[ASSIGNMENT]:
Word for word, reproduce the data that follows.

%%

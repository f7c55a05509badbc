//! `logs` command: recent sync operations.

use console::style;

use crate::config::Settings;
use crate::services::SyncService;

pub fn run(settings: &Settings, limit: usize) -> anyhow::Result<()> {
    let sync_service = SyncService::new(settings.download_dir());
    let records = sync_service.recent_logs(limit)?;

    if records.is_empty() {
        println!("No sync operations recorded yet.");
        return Ok(());
    }

    for record in records {
        println!(
            "{}  {}  {} source(s): {} downloaded, {} skipped, {} errors ({:.1}s)",
            style(record.timestamp.format("%Y-%m-%d %H:%M:%S")).dim(),
            record.operation,
            record.sources_checked,
            style(record.total_downloaded).green(),
            record.total_skipped,
            if record.total_errors > 0 {
                style(record.total_errors).red()
            } else {
                style(record.total_errors).dim()
            },
            record.duration_seconds,
        );
        for detail in &record.source_details {
            let note = detail
                .error
                .as_deref()
                .map(|e| format!("  [{e}]"))
                .unwrap_or_default();
            println!(
                "    {:<28} {} indexed, {} local, {} new, {} downloaded{}",
                detail.source,
                detail.indexed,
                detail.local,
                detail.new_available,
                detail.downloaded,
                note
            );
        }
    }
    Ok(())
}
//! `check-auth` command: verify a source is ready, logging in when
//! credentials are configured.

use console::style;

use crate::config::Settings;
use crate::sites::SiteRegistry;

pub async fn run(
    registry: &SiteRegistry,
    settings: &Settings,
    source_id: &str,
) -> anyhow::Result<()> {
    let adapter = registry
        .get(source_id)
        .ok_or_else(|| anyhow::anyhow!("Unknown source: {source_id}"))?;

    let (ok, message) = adapter.check_auth().await;
    if ok {
        println!("{} {}", style("✓").green(), message);
        return Ok(());
    }
    println!("{} {}", style("✗").red(), message);

    let credentials = settings.credentials_for(source_id);
    if credentials.email.is_empty() {
        if adapter.metadata().requires_auth {
            println!("No credentials configured for {source_id}");
        }
        return Ok(());
    }

    println!("Logging in as {}...", credentials.email);
    let (ok, message) = adapter.login(&credentials).await;
    if ok {
        println!("{} {}", style("✓").green(), message);
    } else {
        println!("{} {}", style("✗").red(), message);
    }
    Ok(())
}
//! Shared utility functions.
//!
//! - `fs`: atomic JSON persistence and NDJSON log tailing
//! - filename sanitization and human-readable size formatting

pub mod fs;

/// Convert arbitrary text to a name safe on common filesystems.
///
/// Strips characters illegal on Windows/macOS, collapses whitespace to
/// underscores, trims leading/trailing separators, and truncates to 100
/// characters. Falls back to "untitled" when nothing survives.
pub fn sanitize_filename(name: &str) -> String {
    let mut cleaned = String::with_capacity(name.len());
    let mut in_space = false;
    for ch in name.chars() {
        if matches!(ch, '<' | '>' | ':' | '"' | '/' | '\\' | '|' | '?' | '*') {
            continue;
        }
        if ch.is_whitespace() {
            if !in_space {
                cleaned.push('_');
                in_space = true;
            }
            continue;
        }
        in_space = false;
        cleaned.push(ch);
    }

    let trimmed: String = cleaned.trim_matches(|c| c == '.' || c == '_').to_string();
    let truncated: String = trimmed.chars().take(100).collect();

    if truncated.is_empty() {
        "untitled".to_string()
    } else {
        truncated
    }
}

/// Format a byte count as a human-readable size.
pub fn format_size(bytes: u64) -> String {
    const UNITS: [&str; 5] = ["B", "KB", "MB", "GB", "TB"];
    let mut size = bytes as f64;
    let mut unit = 0;
    while size >= 1024.0 && unit < UNITS.len() - 1 {
        size /= 1024.0;
        unit += 1;
    }
    if unit == 0 {
        format!("{} {}", bytes, UNITS[unit])
    } else {
        format!("{:.1} {}", size, UNITS[unit])
    }
}

#[cfg(test)]
mod tests {
    use super::*;

    #[test]
    fn test_sanitize_strips_illegal_characters() {
        assert_eq!(sanitize_filename("a<b>c:d\"e/f\\g|h?i*j"), "abcdefghij");
    }

    #[test]
    fn test_sanitize_collapses_whitespace() {
        assert_eq!(sanitize_filename("Deep   Dive  Episode"), "Deep_Dive_Episode");
    }

    #[test]
    fn test_sanitize_trims_separators() {
        assert_eq!(sanitize_filename("._hello_."), "hello");
    }

    #[test]
    fn test_sanitize_truncates_to_100() {
        let long = "x".repeat(250);
        assert_eq!(sanitize_filename(&long).chars().count(), 100);
    }

    #[test]
    fn test_sanitize_fallback() {
        assert_eq!(sanitize_filename("///???"), "untitled");
        assert_eq!(sanitize_filename(""), "untitled");
    }

    #[test]
    fn test_format_size() {
        assert_eq!(format_size(512), "512 B");
        assert_eq!(format_size(2048), "2.0 KB");
        assert_eq!(format_size(5 * 1024 * 1024), "5.0 MB");
    }
}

%%

[SOLUTION]:
repository f7c55a05509badbc
//! `logs` command: recent sync operations.

use console::style;

use crate::config::Settings;
use crate::services::SyncService;

pub fn run(settings: &Settings, limit: usize) -> anyhow::Result<()> {
    let sync_service = SyncService::new(settings.download_dir());
    let records = sync_service.recent_logs(limit)?;

    if records.is_empty() {
        println!("No sync operations recorded yet.");
        return Ok(());
    }

    for record in records {
        println!(
            "{}  {}  {} source(s): {} downloaded, {} skipped, {} errors ({:.1}s)",
            style(record.timestamp.format("%Y-%m-%d %H:%M:%S")).dim(),
            record.operation,
            record.sources_checked,
            style(record.total_downloaded).green(),
            record.total_skipped,
            if record.total_errors > 0 {
                style(record.total_errors).red()
            } else {
                style(record.total_errors).dim()
            },
            record.duration_seconds,
        );
        for detail in &record.source_details {
            let note = detail
                .error
                .as_deref()
                .map(|e| format!("  [{e}]"))
                .unwrap_or_default();
            println!(
                "    {:<28} {} indexed, {} local, {} new, {} downloaded{}",
                detail.source,
                detail.indexed,
                detail.local,
                detail.new_available,
                detail.downloaded,
                note
            );
        }
    }
    Ok(())
}
//! `check-auth` command: verify a source is ready, logging in when
//! credentials are configured.

use console::style;

use crate::config::Settings;
use crate::sites::SiteRegistry;

pub async fn run(
    registry: &SiteRegistry,
    settings: &Settings,
    source_id: &str,
) -> anyhow::Result<()> {
    let adapter = registry
        .get(source_id)
        .ok_or_else(|| anyhow::anyhow!("Unknown source: {source_id}"))?;

    let (ok, message) = adapter.check_auth().await;
    if ok {
        println!("{} {}", style("✓").green(), message);
        return Ok(());
    }
    println!("{} {}", style("✗").red(), message);

    let credentials = settings.credentials_for(source_id);
    if credentials.email.is_empty() {
        if adapter.metadata().requires_auth {
            println!("No credentials configured for {source_id}");
        }
        return Ok(());
    }

    println!("Logging in as {}...", credentials.email);
    let (ok, message) = adapter.login(&credentials).await;
    if ok {
        println!("{} {}", style("✓").green(), message);
    } else {
        println!("{} {}", style("✗").red(), message);
    }
    Ok(())
}
//! Shared utility functions.
//!
//! - `fs`: atomic JSON persistence and NDJSON log tailing
//! - filename sanitization and human-readable size formatting

pub mod fs;

/// Convert arbitrary text to a name safe on common filesystems.
///
/// Strips characters illegal on Windows/macOS, collapses whitespace to
/// underscores, trims leading/trailing separators, and truncates to 100
/// characters. Falls back to "untitled" when nothing survives.
pub fn sanitize_filename(name: &str) -> String {
    let mut cleaned = String::with_capacity(name.len());
    let mut in_space = false;
    for ch in name.chars() {
        if matches!(ch, '<' | '>' | ':' | '"' | '/' | '\\' | '|' | '?' | '*') {
            continue;
        }
        if ch.is_whitespace() {
            if !in_space {
                cleaned.push('_');
                in_space = true;
            }
            continue;
        }
        in_space = false;
        cleaned.push(ch);
    }

    let trimmed: String = cleaned.trim_matches(|c| c == '.' || c == '_').to_string();
    let truncated: String = trimmed.chars().take(100).collect();

    if truncated.is_empty() {
        "untitled".to_string()
    } else {
        truncated
    }
}

/// Format a byte count as a human-readable size.
pub fn format_size(bytes: u64) -> String {
    const UNITS: [&str; 5] = ["B", "KB", "MB", "GB", "TB"];
    let mut size = bytes as f64;
    let mut unit = 0;
    while size >= 1024.0 && unit < UNITS.len() - 1 {
        size /= 1024.0;
        unit += 1;
    }
    if unit == 0 {
        format!("{} {}", bytes, UNITS[unit])
    } else {
        format!("{:.1} {}", size, UNITS[unit])
    }
}

#[cfg(test)]
mod tests {
    use super::*;

    #[test]
    fn test_sanitize_strips_illegal_characters() {
        assert_eq!(sanitize_filename("a<b>c:d\"e/f\\g|h?i*j"), "abcdefghij");
    }

    #[test]
    fn test_sanitize_collapses_whitespace() {
        assert_eq!(sanitize_filename("Deep   Dive  Episode"), "Deep_Dive_Episode");
    }

    #[test]
    fn test_sanitize_trims_separators() {
        assert_eq!(sanitize_filename("._hello_."), "hello");
    }

    #[test]
    fn test_sanitize_truncates_to_100() {
        let long = "x".repeat(250);
        assert_eq!(sanitize_filename(&long).chars().count(), 100);
    }

    #[test]
    fn test_sanitize_fallback() {
        assert_eq!(sanitize_filename("///???"), "untitled");
        assert_eq!(sanitize_filename(""), "untitled");
    }

    #[test]
    fn test_format_size() {
        assert_eq!(format_size(512), "512 B");
        assert_eq!(format_size(2048), "2.0 KB");
        assert_eq!(format_size(5 * 1024 * 1024), "5.0 MB");
    }
}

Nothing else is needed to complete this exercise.